The Court made several important observations: (1) The high court was too harsh in dismissing the matter when it had approved the specification of issues without requiring proper pleading of the common law development issue. Both parties shared responsibility for the inadequacy of the pleadings. (2) Given the importance and wide ramifications of the proposed common law development for personal injury claims, more than perfunctory notice under Rule 16A(1) was required to alert interested parties including potential amici curiae such as the Road Accident Fund, South African Police Service, Department of Health, provincial departments, municipalities, and NGOs. (3) The appellant's proposed approaches for common law development included: (a) extension of litis contestatio on the facts; (b) adoption of the rule in Nkala v Harmony Gold (abandoning the litis contestatio rule); and (c) adoption of a "fundamental change rule" test. However, these were inadequately formulated and pleaded. (4) Evidence may show that ramifications of common law change are such that separation of powers principles would be best served by leaving the matter to the legislature. (5) The Court expressed sympathy for the position that the common law rule may warrant reconsideration, but emphasized that proper procedural compliance is necessary before such development can be judicially undertaken.

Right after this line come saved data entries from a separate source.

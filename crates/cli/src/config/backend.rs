//! Backend Config

use std::{path::PathBuf, time::Duration};

use clap::Args;
use storefront::{
    gateway::{DEFAULT_RETRY_BACKOFF, GatewayConfig, RetryPolicy},
    sync::ReconciliationPolicy,
};

/// Commerce backend connection settings.
#[derive(Debug, Clone, Args)]
pub struct BackendConfig {
    /// GraphQL endpoint of the commerce backend
    #[arg(long, env = "STOREFRONT_GRAPHQL_URL")]
    pub endpoint: String,

    /// Timeout for a single request attempt, in milliseconds
    #[arg(long, env = "STOREFRONT_TIMEOUT_MS", default_value_t = 10_000_u64)]
    pub timeout_ms: u64,

    /// Attempts for a timed out request, including the first
    #[arg(long, env = "STOREFRONT_MAX_ATTEMPTS", default_value_t = 3_u32)]
    pub max_attempts: u32,

    /// Wait before re-reading the cart after a mutation, in milliseconds (0 disables)
    #[arg(long, env = "STOREFRONT_SETTLE_DELAY_MS", default_value_t = 2_000_u64)]
    pub settle_delay_ms: u64,

    /// File the cart session token is read from and saved to
    #[arg(long, env = "STOREFRONT_SESSION_FILE")]
    pub session_file: Option<PathBuf>,
}

impl BackendConfig {
    /// Gateway settings
    pub fn gateway(&self) -> GatewayConfig {
        GatewayConfig {
            endpoint: self.endpoint.clone(),
            timeout: Duration::from_millis(self.timeout_ms),
            retry: RetryPolicy {
                max_attempts: self.max_attempts,
                backoff: DEFAULT_RETRY_BACKOFF,
            },
        }
    }

    /// Post-mutation re-read settings
    pub fn reconciliation(&self) -> ReconciliationPolicy {
        if self.settle_delay_ms == 0 {
            ReconciliationPolicy::disabled()
        } else {
            ReconciliationPolicy::after(Duration::from_millis(self.settle_delay_ms))
        }
    }
}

This case clarifies important principles regarding litis contestatio and the transmissibility of claims in South African law. It confirms that: (1) Material amendments to pleadings after litis contestatio has been achieved will cause litis contestatio to fall away; (2) Claims for special damages (patrimonial loss) and general damages (non-patrimonial loss) arising from the same delict constitute one indivisible cause of action; (3) The test for whether an amendment affects litis contestatio is materiality, not whether it "fundamentally" changes the nature of the dispute; (4) Courts cannot develop the common law in a factual vacuum - proper pleadings, evidence, procedural compliance (including Rule 16A(1) notice), and consideration of broader consequences are required before courts can consider developing common law principles. The case demonstrates the procedural requirements necessary before courts will entertain development of common law, particularly on issues with wide-ranging implications for personal injury litigation. It also affirms the separation of powers principle, recognizing that some legal developments may be better suited to legislative rather than judicial intervention.